BEGIN Records supplied
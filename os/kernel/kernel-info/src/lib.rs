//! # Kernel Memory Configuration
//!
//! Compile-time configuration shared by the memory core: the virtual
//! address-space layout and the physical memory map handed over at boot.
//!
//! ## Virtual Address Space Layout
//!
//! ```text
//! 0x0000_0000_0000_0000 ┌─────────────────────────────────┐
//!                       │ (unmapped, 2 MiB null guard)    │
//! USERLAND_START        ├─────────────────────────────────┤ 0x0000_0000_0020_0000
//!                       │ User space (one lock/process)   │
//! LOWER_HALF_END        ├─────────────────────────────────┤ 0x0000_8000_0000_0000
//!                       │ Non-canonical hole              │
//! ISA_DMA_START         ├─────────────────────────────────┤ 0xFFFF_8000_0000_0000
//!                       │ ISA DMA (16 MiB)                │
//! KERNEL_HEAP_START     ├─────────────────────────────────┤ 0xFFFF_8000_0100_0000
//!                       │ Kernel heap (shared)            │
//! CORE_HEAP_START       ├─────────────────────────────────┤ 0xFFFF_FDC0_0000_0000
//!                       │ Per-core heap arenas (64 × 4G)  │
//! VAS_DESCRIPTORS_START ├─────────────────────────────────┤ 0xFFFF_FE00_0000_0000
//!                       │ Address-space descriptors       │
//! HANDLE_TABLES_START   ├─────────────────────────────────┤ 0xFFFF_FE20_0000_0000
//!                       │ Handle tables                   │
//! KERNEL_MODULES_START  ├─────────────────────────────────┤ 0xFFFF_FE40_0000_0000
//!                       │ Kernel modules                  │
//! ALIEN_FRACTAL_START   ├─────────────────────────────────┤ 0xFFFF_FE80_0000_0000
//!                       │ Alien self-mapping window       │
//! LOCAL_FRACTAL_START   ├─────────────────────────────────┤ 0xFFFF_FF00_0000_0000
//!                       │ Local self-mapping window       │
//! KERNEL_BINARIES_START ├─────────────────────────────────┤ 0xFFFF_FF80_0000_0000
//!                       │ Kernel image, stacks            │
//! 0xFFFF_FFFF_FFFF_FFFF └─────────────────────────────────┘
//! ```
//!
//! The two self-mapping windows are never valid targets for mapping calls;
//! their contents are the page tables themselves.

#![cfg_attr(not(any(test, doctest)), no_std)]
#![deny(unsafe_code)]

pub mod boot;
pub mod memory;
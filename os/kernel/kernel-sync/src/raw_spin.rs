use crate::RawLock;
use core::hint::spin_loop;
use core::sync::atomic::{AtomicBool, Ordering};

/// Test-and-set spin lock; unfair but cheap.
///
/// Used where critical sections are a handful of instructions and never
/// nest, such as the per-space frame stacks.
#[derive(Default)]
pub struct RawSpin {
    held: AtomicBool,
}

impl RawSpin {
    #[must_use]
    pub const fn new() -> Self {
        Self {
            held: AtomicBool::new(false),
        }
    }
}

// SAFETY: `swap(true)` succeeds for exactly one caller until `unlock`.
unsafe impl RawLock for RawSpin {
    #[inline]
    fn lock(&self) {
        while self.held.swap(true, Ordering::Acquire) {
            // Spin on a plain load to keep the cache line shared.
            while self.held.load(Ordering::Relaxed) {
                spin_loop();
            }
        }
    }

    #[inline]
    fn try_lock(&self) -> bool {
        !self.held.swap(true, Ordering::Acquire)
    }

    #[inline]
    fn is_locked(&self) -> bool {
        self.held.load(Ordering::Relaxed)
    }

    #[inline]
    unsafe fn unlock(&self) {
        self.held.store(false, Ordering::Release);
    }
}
END Records supplied
▸ **Your objective**:
Take the lines above and print them exactly.

▸ **Response**:
filename os/kernel/kernel-info/src/lib.rs
//! # Kernel Memory Configuration
//!
//! Compile-time configuration shared by the memory core: the virtual
//! address-space layout and the physical memory map handed over at boot.
//!
//! ## Virtual Address Space Layout
//!
//! ```text
//! 0x0000_0000_0000_0000 ┌─────────────────────────────────┐
//!                       │ (unmapped, 2 MiB null guard)    │
//! USERLAND_START        ├─────────────────────────────────┤ 0x0000_0000_0020_0000
//!                       │ User space (one lock/process)   │
//! LOWER_HALF_END        ├─────────────────────────────────┤ 0x0000_8000_0000_0000
//!                       │ Non-canonical hole              │
//! ISA_DMA_START         ├─────────────────────────────────┤ 0xFFFF_8000_0000_0000
//!                       │ ISA DMA (16 MiB)                │
//! KERNEL_HEAP_START     ├─────────────────────────────────┤ 0xFFFF_8000_0100_0000
//!                       │ Kernel heap (shared)            │
//! CORE_HEAP_START       ├─────────────────────────────────┤ 0xFFFF_FDC0_0000_0000
//!                       │ Per-core heap arenas (64 × 4G)  │
//! VAS_DESCRIPTORS_START ├─────────────────────────────────┤ 0xFFFF_FE00_0000_0000
//!                       │ Address-space descriptors       │
//! HANDLE_TABLES_START   ├─────────────────────────────────┤ 0xFFFF_FE20_0000_0000
//!                       │ Handle tables                   │
//! KERNEL_MODULES_START  ├─────────────────────────────────┤ 0xFFFF_FE40_0000_0000
//!                       │ Kernel modules                  │
//! ALIEN_FRACTAL_START   ├─────────────────────────────────┤ 0xFFFF_FE80_0000_0000
//!                       │ Alien self-mapping window       │
//! LOCAL_FRACTAL_START   ├─────────────────────────────────┤ 0xFFFF_FF00_0000_0000
//!                       │ Local self-mapping window       │
//! KERNEL_BINARIES_START ├─────────────────────────────────┤ 0xFFFF_FF80_0000_0000
//!                       │ Kernel image, stacks            │
//! 0xFFFF_FFFF_FFFF_FFFF └─────────────────────────────────┘
//! ```
//!
//! The two self-mapping windows are never valid targets for mapping calls;
//! their contents are the page tables themselves.

#![cfg_attr(not(any(test, doctest)), no_std)]
#![deny(unsafe_code)]

pub mod boot;
pub mod memory;
filename os/kernel/kernel-sync/src/raw_spin.rs
use crate::RawLock;
use core::hint::spin_loop;
use core::sync::atomic::{AtomicBool, Ordering};

/// Test-and-set spin lock; unfair but cheap.
///
/// Used where critical sections are a handful of instructions and never
/// nest, such as the per-space frame stacks.
#[derive(Default)]
pub struct RawSpin {
    held: AtomicBool,
}

impl RawSpin {
    #[must_use]
    pub const fn new() -> Self {
        Self {
            held: AtomicBool::new(false),
        }
    }
}

// SAFETY: `swap(true)` succeeds for exactly one caller until `unlock`.
unsafe impl RawLock for RawSpin {
    #[inline]
    fn lock(&self) {
        while self.held.swap(true, Ordering::Acquire) {
            // Spin on a plain load to keep the cache line shared.
            while self.held.load(Ordering::Relaxed) {
                spin_loop();
            }
        }
    }

    #[inline]
    fn try_lock(&self) -> bool {
        !self.held.swap(true, Ordering::Acquire)
    }

    #[inline]
    fn is_locked(&self) -> bool {
        self.held.load(Ordering::Relaxed)
    }

    #[inline]
    unsafe fn unlock(&self) {
        self.held.store(false, Ordering::Release);
    }
}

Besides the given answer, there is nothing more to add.